= Massachusetts Governor's Task Force on Hate Crimes =

The Governor's Task Force on Hate Crimes was an agency created by then-Governor William Weld, linking representatives of the state police and local law enforcement agencies with community advocates to further the state government's commitment to eradicating bias-motivated crime in the Commonwealth of Massachusetts. The Task Force was given permanent status by former Governor Paul Cellucci in 1998.

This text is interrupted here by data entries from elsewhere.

//! Configuration types.
//!
//! All types implement [`Default`] for compile-time fallback values.

use chrono::Duration;
use gantry_auth::DefaultAuthPolicy;
use serde::{Deserialize, Serialize};

/// Session registry configuration.
///
/// Fields with `#[serde(default)]` are optional in the config file.
///
/// # Example
///
/// ```
/// use gantry_session::config::SessionManagerConfig;
///
/// let config = SessionManagerConfig::from_toml(
///     r#"
/// expiry_secs = 120
/// auth_policy = "AUTHENTICATED_ONLY"
/// "#,
/// )
/// .unwrap();
/// assert_eq!(config.expiry_secs, 120);
/// assert_eq!(config.activity_check.interval_secs, 60);
/// ```
#[derive(Debug, Clone, Serialize, Deserialize, PartialEq, Eq)]
#[serde(default)]
pub struct SessionManagerConfig {
    /// Session lifetime in seconds. Zero or negative means sessions never expire.
    pub expiry_secs: i64,

    /// Policy applied while no authorization engine is registered.
    pub auth_policy: DefaultAuthPolicy,

    /// How many times session creation is retried when the
    /// authorization engine changes under it.
    pub max_create_retries: u32,

    /// Activity monitor settings.
    pub activity_check: ActivityCheckConfig,
}

impl Default for SessionManagerConfig {
    fn default() -> Self {
        Self {
            expiry_secs: 600,
            auth_policy: DefaultAuthPolicy::default(),
            max_create_retries: 8,
            activity_check: ActivityCheckConfig::default(),
        }
    }
}

impl SessionManagerConfig {
    /// Creates a new config with default values.
    #[must_use]
    pub fn new() -> Self {
        Self::default()
    }

    /// Serializes to TOML string.
    ///
    /// # Errors
    ///
    /// Returns error if serialization fails.
    pub fn to_toml(&self) -> Result<String, toml::ser::Error> {
        toml::to_string_pretty(self)
    }

    /// Deserializes from TOML string.
    ///
    /// # Errors
    ///
    /// Returns error if the TOML is invalid.
    pub fn from_toml(s: &str) -> Result<Self, toml::de::Error> {
        toml::from_str(s)
    }

    /// Session lifetime, or `None` when sessions never expire.
    #[must_use]
    pub fn expiry(&self) -> Option<Duration> {
        positive_secs(self.expiry_secs)
    }

    /// Returns `true` when the activity monitor should run.
    ///
    /// The monitor needs a finite expiry and an interval shorter than it.
    #[must_use]
    pub fn activity_check_enabled(&self) -> bool {
        let interval = self.activity_check.interval_secs;
        self.expiry_secs > 0 && interval > 0 && interval < self.expiry_secs
    }

    /// Remaining lifetime under which a session gets its activity checked.
    #[must_use]
    pub fn activity_threshold(&self) -> Duration {
        positive_secs(self.activity_check.threshold_secs)
            .or_else(|| Duration::try_seconds(ActivityCheckConfig::DEFAULT_THRESHOLD_SECS))
            .unwrap_or_else(Duration::zero)
    }

    /// Lifetime granted to a session found active. Falls back to the expiry.
    #[must_use]
    pub fn activity_extension(&self) -> Option<Duration> {
        positive_secs(self.activity_check.extension_secs).or_else(|| self.expiry())
    }
}

/// Activity monitor configuration.
#[derive(Debug, Clone, Serialize, Deserialize, PartialEq, Eq)]
#[serde(default)]
pub struct ActivityCheckConfig {
    /// Seconds between two liveness sweeps. Zero or negative disables the monitor.
    pub interval_secs: i64,

    /// Sessions expiring within this many seconds are checked.
    pub threshold_secs: i64,

    /// Seconds added to an active session. Zero or negative means the session expiry.
    pub extension_secs: i64,
}

impl ActivityCheckConfig {
    /// Threshold used when the configured one is not positive.
    pub const DEFAULT_THRESHOLD_SECS: i64 = 10;
}

impl Default for ActivityCheckConfig {
    fn default() -> Self {
        Self {
            interval_secs: 60,
            threshold_secs: Self::DEFAULT_THRESHOLD_SECS,
            extension_secs: -1,
        }
    }
}

fn positive_secs(secs: i64) -> Option<Duration> {
    if secs > 0 {
        Duration::try_seconds(secs)
    } else {
        None
    }
}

In 2003, Massachusetts Governor Mitt Romney vetoed a bill funding hate crimes prevention funding, after which he impounded money previously approved by former Governor Jane Swift for a bullying prevention program. The anti-bullying program was based on a 165-page guide, "Direct from the Field: A Guide to Bullying Prevention", which the Task Force intended to publish and make available to communities to provide guidance on implementing bullying prevention programs in middle schools and high schools. The editor of the bullying prevention manuscript was Don Gorton, who had been appointed chair of the Task Force by Weld in 1991.

The bullying prevention guide was ready in 2003, but according to Gorton, the $10,000 needed to publish it was not available. Mitt Romney, who was inaugurated as governor on January 2, 2003, eliminated all funds for hate crime prevention after taking office. The result was that the Task Force lost its staff. Gorton stayed on as co-chair of the Task Force and continued to nurse the anti-bullying project. The bullying prevention program continues to attract the ire of right-wing Christian activists, who attempt to equate it with the Anita Bryant canard that homosexuals are actively engaged in "recruiting" young people into their ranks.